“More chilling is the computer modeling [the C-ROADS team] did against the current plans of every single country that is planning to do anything, and it’s not that big a group…. They took all of these current projections and ran the computer models against what is currently happening in the science. And in every single case, it showed that we are not just marginally above a catastrophic tipping point level. We are hugely, significantly above it.”
— Former U.S. Secretary of State John Kerry, as a U.S. Senator during former Secretary of State Clinton’s Confirmation Hearing, 14 January 2009
“The C-ROADS model from Climate Interactive was used by me and other members of President Obama’s climate-change team for gaining rapid insights into the consequences of alternative greenhouse-gas-emissions trajectories for the United States and the rest of the world. I used those insights in my briefings and memos for the President on climate science and policy, and the U.S. team used them in its interactions with experts and negotiators from other countries in the discussions leading up to the pathbreaking Paris agreement in December 2015.”
— Dr. John Holdren, White House Science Advisor, 2008-2016
“This capability [of C-ROADS], had it been available to me when we negotiated Kyoto, would have yielded a different outcome”
— Tim Wirth, President, UN Foundation, and former U.S. Senator
“You have been the backbone of our analytic work here.”
— Eric Maltzer, former Climate Change Analyst, U.S. Department of State
“The results [of C-ROADS] have been very helpful to our team here at the U.S. State Department….The simulator’s quick and accurate calculation of atmospheric carbon dioxide levels and temperatures has been a great asset to us. …I have made use of the results in both internal discussions, and in the international negotiations….”
— Jonathan Pershing, former Deputy Special Envoy for Climate Change, U.S. Department of State
“The tool that these folks have developed we’ve been using over the past few months to help assess the adequacy of different countries’ mitigation offers in terms of what science says, in terms of concentration levels and have found it to be extremely useful. One of the things that’s most exciting about the work that they are doing is that it’s all open platform. The methodologies, the assumptions, the inputs, all of that can be clearly viewed and can be modified based on what your assumptions are. And that provides us for the first time with a tool that can, at a non-technical level, someone like I can approach and discuss with other delegations, how does it all sum up, what we’re doing, what other countries are doing, what does it mean in 2100 in terms of concentrations, temperature change and sea level rise. And the ability to do that in an accessible way is something that is new and is very exciting and I’d encourage other delegations to take a look and come talk to us if they’d like as they start to use this tool and have questions about it and we can explain some of the ways that we’ve found it useful. So, congratulations on great work, you guys.”

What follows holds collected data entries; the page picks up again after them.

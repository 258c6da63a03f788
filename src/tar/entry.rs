//! The logical archive record yielded by [`super::ArchiveReader`].

/// The kind of filesystem object an [`Entry`] represents.
#[derive(Debug, Clone, Copy, PartialEq, Eq)]
pub enum Kind {
    RegularFile,
    Directory,
    Symlink,
    HardLink,
    CharDevice,
    BlockDevice,
    Fifo,
}

impl Kind {
    /// Maps a ustar `typeflag` byte to a [`Kind`]. Typeflag `'7'` (reserved,
    /// "contiguous file") and `0x00`/`'0'` both mean regular file, matching
    /// SPEC_FULL.md §4.3.
    pub fn from_typeflag(typeflag: u8) -> Kind {
        match typeflag {
            b'1' => Kind::HardLink,
            b'2' => Kind::Symlink,
            b'3' => Kind::CharDevice,
            b'4' => Kind::BlockDevice,
            b'5' => Kind::Directory,
            b'6' => Kind::Fifo,
            // '0', '7', NUL, and anything else unrecognised all degrade to
            // a regular file, matching GNU tar's tolerance for vendor
            // extension typeflags it doesn't understand.
            _ => Kind::RegularFile,
        }
    }

    pub fn to_typeflag(self) -> u8 {
        match self {
            Kind::RegularFile => b'0',
            Kind::HardLink => b'1',
            Kind::Symlink => b'2',
            Kind::CharDevice => b'3',
            Kind::BlockDevice => b'4',
            Kind::Directory => b'5',
            Kind::Fifo => b'6',
        }
    }

    pub fn is_link(self) -> bool {
        matches!(self, Kind::Symlink | Kind::HardLink)
    }
}

/// A single logical record enumerated by the archive reader: one per
/// archived file, directory, or link.
///
/// Entries are copied out of the reader's internal header buffer — they do
/// not borrow from it — so callers may retain one past the next `next()`
/// call, at the cost of one small allocation for `path`/`link_target`.
#[derive(Debug, Clone, PartialEq, Eq)]
pub struct Entry {
    pub path: String,
    pub kind: Kind,
    pub size: u64,
    pub mode: u32,
    pub mtime: i64,
    pub uid: u32,
    pub gid: u32,
    pub uname: Option<String>,
    pub gname: Option<String>,
    pub link_target: Option<String>,
    pub devmajor: u32,
    pub devminor: u32,
}

impl Entry {
    /// A minimal regular-file entry, useful for constructing test fixtures
    /// and for round-tripping through [`Header::encode`].
    pub fn new_file(path: impl Into<String>, size: u64) -> Self {
        Entry {
            path: path.into(),
            kind: Kind::RegularFile,
            size,
            mode: 0o644,
            mtime: 0,
            uid: 0,
            gid: 0,
            uname: None,
            gname: None,
            link_target: None,
            devmajor: 0,
            devminor: 0,
        }
    }
}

— Trevor Houser, former Senior Adviser, Special Envoy for Climate Change, U.S. Department of State
“For the first time, with C-ROADS, we have a way to capture on the spot the implications of the key decisions that will be made around the follow-up to Kyoto, with sobering and powerful results.”
— Dr. Jacqueline McGlade, former Executive Director, European Environment Agency
“It’s quite important for us to discuss emissions reduction goals in terms of climate response; policy makers and negotiators need to have a reasonable sense of what a particular action will mean for global climate, when considered in the context of other actions and policies around the world.
“Previously, we would make these calculations offline. We’d download emissions projections from a reliable modeling source, input them to an excel spreadsheet to adjust for various policy options, and then enter each proposed global emissions path into a model like MAGICC to estimate the climate response. This method worked, but it was time consuming and opaque: in the end we had a set of static graphs that we could bring into a meeting, but we couldn’t make quick adjustments on the fly.
“With C-ROADS, we can adjust policy assumptions in real-time, through an intuitive interface. This makes it much easier to assess the environmental integrity of various proposed emissions targets and to discuss how complementary emissions targets might achieve a climate goal, or to evaluate how changes in an emissions targets might affect global temperature through the 21st century.”